Build an emergency fund
Among respondents who expect to receive a stimulus check, 21% said they plan to put most of it in savings. And nearly half of respondents (47%) who plan to save that money said they’re doing it to build an emergency fund. Even if you have only a few dollars left after paying for essentials, putting that money toward an emergency fund will help you prepare for the unexpected. Learn more about how to build an emergency fund — even if you can contribute only a bit at a time.

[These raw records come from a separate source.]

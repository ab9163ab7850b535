//! Per-(player, currency) balance cache and write-behind persistence. Spec
//! section 4.6 — the heart of the ledger core. Grounded on
//! `LedgerEntry::append`'s validate/compute/persist shape, generalized into
//! two paths: a cached path that answers the caller before the persist
//! completes, and a direct CAS-retry path modeled on the teacher's advisory
//! lock loop but driven by the `version` column instead (see
//! `models::account::AccountRepo`).

use std::sync::Arc;

use dashmap::DashMap;
use rust_decimal::Decimal;

use crate::config::RoundingMode;
use crate::db::PersistenceLayer;
use crate::error::LedgerError;
use crate::executor::AsyncExecutor;
use crate::hooks::{ChangeEvent, HookDispatcher};
use crate::models::{Account, AccountRepo, AuditRepo, Currency, TransactionType};
use crate::precision::scale;
use crate::registry::CurrencyRegistry;

const MAX_VERSION_RETRIES: u32 = 64;

/// Outcome of a mutation attempt, before the facade turns it into an
/// `OperationResult`.
pub enum MutationOutcome {
    Success(Decimal),
    Cancelled(Decimal),
    InsufficientFunds(Decimal),
    LimitExceeded(Decimal),
    Conflict,
}

type CacheKey = (String, i32);

pub struct AccountStore {
    persistence: Arc<PersistenceLayer>,
    registry: Arc<CurrencyRegistry>,
    hooks: Arc<HookDispatcher>,
    executor: Arc<AsyncExecutor>,
    rounding_mode: RoundingMode,
    cache: Arc<DashMap<CacheKey, Decimal>>,
}

fn effective_max(account_max_balance: i64, currency_default_max: i64) -> i64 {
    if account_max_balance > 0 {
        account_max_balance
    } else {
        currency_default_max
    }
}

impl AccountStore {
    pub fn new(
        persistence: Arc<PersistenceLayer>,
        registry: Arc<CurrencyRegistry>,
        hooks: Arc<HookDispatcher>,
        executor: Arc<AsyncExecutor>,
        rounding_mode: RoundingMode,
    ) -> Self {
        Self {
            persistence,
            registry,
            hooks,
            executor,
            rounding_mode,
            cache: Arc::new(DashMap::new()),
        }
    }

    fn key(player_name: &str, currency_id: i32) -> CacheKey {
        (player_name.to_string(), currency_id)
    }

    fn resolve_currency(&self, identifier: &str) -> Result<Currency, LedgerError> {
        self.registry
            .get_by_identifier(identifier)
            .ok_or_else(|| LedgerError::UnknownCurrency(identifier.to_string()))
    }

    // ---- cache lifecycle (spec section 4.6 "Cache lifecycle") ----

    pub async fn load_player_balances(
        &self,
        player_name: &str,
        player_uuid: &str,
    ) -> Result<(), LedgerError> {
        self.persistence.require_ready()?;
        let repo = AccountRepo::new(&self.persistence);
        for currency in self.registry.list_enabled() {
            let account = repo.get_or_create(player_name, player_uuid, currency.id).await?;
            self.cache.insert(Self::key(player_name, currency.id), account.balance);
        }
        Ok(())
    }

    pub fn unload_player(&self, player_name: &str) {
        self.cache.retain(|(name, _), _| name != player_name);
    }

    pub fn clear_cache(&self) {
        self.cache.clear();
    }

    /// Overwrite the cache entry from whatever is currently persisted.
    /// Used after a version conflict, and by the backup engine after restore.
    pub async fn refresh_cache_entry(
        &self,
        player_name: &str,
        currency_id: i32,
    ) -> Result<(), LedgerError> {
        self.persistence.require_ready()?;
        let repo = AccountRepo::new(&self.persistence);
        if let Some(account) = repo.find(player_name, currency_id).await? {
            self.cache.insert(Self::key(player_name, currency_id), account.balance);
        }
        Ok(())
    }

    // ---- queries ----

    pub fn get_balance_cached(&self, player_name: &str, currency_id: i32) -> Decimal {
        self.cache
            .get(&Self::key(player_name, currency_id))
            .map(|v| *v)
            .unwrap_or(Decimal::ZERO)
    }

    pub async fn get_balance_direct(
        &self,
        player_name: &str,
        currency_id: i32,
    ) -> Result<Decimal, LedgerError> {
        self.persistence.require_ready()?;
        let repo = AccountRepo::new(&self.persistence);
        Ok(repo
            .find(player_name, currency_id)
            .await?
            .map(|a| a.balance)
            .unwrap_or(Decimal::ZERO))
    }

    #[allow(clippy::too_many_arguments)]
    fn console_log_line(
        &self,
        currency: &Currency,
        action: &str,
        player_name: &str,
        amount: Decimal,
        before: Decimal,
        after: Decimal,
        reason: &str,
        operator: &str,
    ) {
        if currency.console_log {
            tracing::info!(
                target: "ledger_core::console",
                "{action} {player_name} {identifier} {amount} ({before} -> {after}) reason=\"{reason}\" operator={operator}",
                action = action,
                player_name = player_name,
                identifier = currency.identifier,
                amount = amount,
                before = before,
                after = after,
                reason = reason,
                operator = operator,
            );
        }
    }

    // ---- cached path (spec section 4.6) ----

    #[allow(clippy::too_many_arguments)]
    pub async fn mutate_cached(
        &self,
        player_name: &str,
        player_uuid: &str,
        currency_identifier: &str,
        kind: TransactionType,
        amount: Decimal,
        reason: &str,
        operator: &str,
    ) -> Result<MutationOutcome, LedgerError> {
        self.persistence.require_ready()?;
        let currency = self.resolve_currency(currency_identifier)?;
        if matches!(kind, TransactionType::Deposit | TransactionType::Withdraw) && !currency.enabled {
            return Err(LedgerError::CurrencyDisabled(currency_identifier.to_string()));
        }
        validate_amount(kind, amount)?;
        let amount = scale(amount, currency.precision, self.rounding_mode);

        let key = Self::key(player_name, currency.id);
        let balance_before = self.get_balance_cached(player_name, currency.id);
        let balance_after = match kind {
            TransactionType::Deposit => scale(balance_before + amount, currency.precision, self.rounding_mode),
            TransactionType::Withdraw => scale(balance_before - amount, currency.precision, self.rounding_mode),
            TransactionType::Set => scale(amount, currency.precision, self.rounding_mode),
            TransactionType::Rollback => unreachable!("rollback never goes through the cached path"),
        };

        if kind == TransactionType::Deposit {
            let max = currency.default_max_balance;
            if max != -1 && balance_after > Decimal::from(max) {
                return Ok(MutationOutcome::LimitExceeded(balance_before));
            }
        }
        if kind == TransactionType::Withdraw && balance_before < amount {
            return Ok(MutationOutcome::InsufficientFunds(balance_before));
        }

        let change = ChangeEvent {
            player_name: player_name.to_string(),
            player_uuid: player_uuid.to_string(),
            currency_identifier: currency.identifier.clone(),
            kind,
            amount,
            balance_before,
            balance_after,
            reason: reason.to_string(),
            operator: operator.to_string(),
            occurred_at: chrono::Utc::now(),
        };
        if self.hooks.dispatch_pre(change) {
            return Ok(MutationOutcome::Cancelled(balance_before));
        }

        self.cache.insert(key, balance_after);

        self.console_log_line(
            &currency,
            action_label(kind),
            player_name,
            amount,
            balance_before,
            balance_after,
            reason,
            operator,
        );

        self.spawn_persist_cached(
            player_name.to_string(),
            player_uuid.to_string(),
            currency,
            kind,
            amount,
            balance_before,
            balance_after,
            reason.to_string(),
            operator.to_string(),
        )
        .await;

        Ok(MutationOutcome::Success(balance_after))
    }

    /// Step 7 of the cached path: schedule the persisted write asynchronously
    /// so the caller in `mutate_cached` doesn't wait for it. If the executor's
    /// queue is saturated the write still has to land, so it falls back to
    /// running on the caller's own task instead of silently dropping it.
    #[allow(clippy::too_many_arguments)]
    async fn spawn_persist_cached(
        &self,
        player_name: String,
        player_uuid: String,
        currency: Currency,
        kind: TransactionType,
        amount: Decimal,
        balance_before: Decimal,
        balance_after: Decimal,
        reason: String,
        operator: String,
    ) {
        let persistence = self.persistence.clone();
        let hooks = self.hooks.clone();
        let cache = self.cache.clone();
        let currency_for_fallback = currency.clone();

        let task = persist_cached(
            persistence, hooks, cache, player_name.clone(), player_uuid.clone(), currency, kind,
            amount, balance_before, balance_after, reason.clone(), operator.clone(),
        );

        if self.executor.run_async(task).is_err() {
            tracing::warn!(player_name, "executor queue saturated, persisting cached mutation inline");
            persist_cached(
                self.persistence.clone(), self.hooks.clone(), self.cache.clone(), player_name,
                player_uuid, currency_for_fallback, kind, amount, balance_before, balance_after,
                reason, operator,
            )
            .await;
        }
    }

    // ---- direct path (spec section 4.6) ----

    #[allow(clippy::too_many_arguments)]
    pub async fn mutate_direct(
        &self,
        player_name: &str,
        player_uuid: &str,
        currency_identifier: &str,
        kind: TransactionType,
        amount: Decimal,
        reason: &str,
        operator: &str,
    ) -> Result<MutationOutcome, LedgerError> {
        self.persistence.require_ready()?;
        let currency = self.resolve_currency(currency_identifier)?;
        if matches!(kind, TransactionType::Deposit | TransactionType::Withdraw) && !currency.enabled {
            return Err(LedgerError::CurrencyDisabled(currency_identifier.to_string()));
        }
        validate_amount(kind, amount)?;
        let amount = scale(amount, currency.precision, self.rounding_mode);
        let repo = AccountRepo::new(&self.persistence);

        for attempt in 0..MAX_VERSION_RETRIES {
            let account = repo.get_or_create(player_name, player_uuid, currency.id).await?;
            let balance_before = account.balance;
            let balance_after = match kind {
                TransactionType::Deposit => scale(balance_before + amount, currency.precision, self.rounding_mode),
                TransactionType::Withdraw => scale(balance_before - amount, currency.precision, self.rounding_mode),
                TransactionType::Set => scale(amount, currency.precision, self.rounding_mode),
                TransactionType::Rollback => unreachable!("rollback never goes through mutate_direct"),
            };

            if kind == TransactionType::Deposit {
                let max = effective_max(account.max_balance, currency.default_max_balance);
                if max != -1 && balance_after > Decimal::from(max) {
                    return Ok(MutationOutcome::LimitExceeded(balance_before));
                }
            }
            if kind == TransactionType::Withdraw && balance_before < amount {
                return Ok(MutationOutcome::InsufficientFunds(balance_before));
            }

            let change = ChangeEvent {
                player_name: player_name.to_string(),
                player_uuid: player_uuid.to_string(),
                currency_identifier: currency.identifier.clone(),
                kind,
                amount,
                balance_before,
                balance_after,
                reason: reason.to_string(),
                operator: operator.to_string(),
                occurred_at: chrono::Utc::now(),
            };
            if self.hooks.dispatch_pre(change) {
                return Ok(MutationOutcome::Cancelled(balance_before));
            }

            match repo.update_with_version(account.id, account.version, balance_after).await? {
                Some(_updated) => {
                    let audit = AuditRepo::new(&self.persistence);
                    audit
                        .write_log(
                            player_name, player_uuid, currency.id, kind, amount, balance_before,
                            balance_after, reason, operator,
                        )
                        .await?;

                    self.console_log_line(
                        &currency, action_label(kind), player_name, amount, balance_before,
                        balance_after, reason, operator,
                    );

                    if self.cache.contains_key(&Self::key(player_name, currency.id)) {
                        self.refresh_cache_entry(player_name, currency.id).await?;
                    }

                    self.hooks.dispatch_post(ChangeEvent {
                        player_name: player_name.to_string(),
                        player_uuid: player_uuid.to_string(),
                        currency_identifier: currency.identifier.clone(),
                        kind,
                        amount,
                        balance_before,
                        balance_after,
                        reason: reason.to_string(),
                        operator: operator.to_string(),
                        occurred_at: chrono::Utc::now(),
                    });

                    return Ok(MutationOutcome::Success(balance_after));
                }
                None => {
                    tracing::debug!(player_name, currency = %currency.identifier, attempt, "direct path version conflict, retrying");
                    let backoff_ms = std::cmp::min(attempt + 1, 10);
                    tokio::time::sleep(std::time::Duration::from_millis(backoff_ms as u64)).await;
                    continue;
                }
            }
        }

        Ok(MutationOutcome::Conflict)
    }

    pub async fn set_max_balance(
        &self,
        player_name: &str,
        currency_identifier: &str,
        max_balance: i64,
    ) -> Result<Account, LedgerError> {
        self.persistence.require_ready()?;
        let currency = self.resolve_currency(currency_identifier)?;
        let repo = AccountRepo::new(&self.persistence);
        repo.set_max_balance(player_name, currency.id, max_balance).await
    }

}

Take advantage of programs that may help you
Many financial institutions are working with people directly impacted by the virus to potentially defer payments or provide other kinds of relief. And governments at the federal, state and local levels have programs to help with unemployment, furloughs and other challenges. Check out our Relief Roadmap where you can learn more about those programs and get other information that may help you navigate this challenging landscape.
Methodology
On behalf of Credit Karma, Qualtrics conducted a nationally representative online survey in March 2020 of 1,039 U.S. adults to better understand how the coronavirus has affected their finances.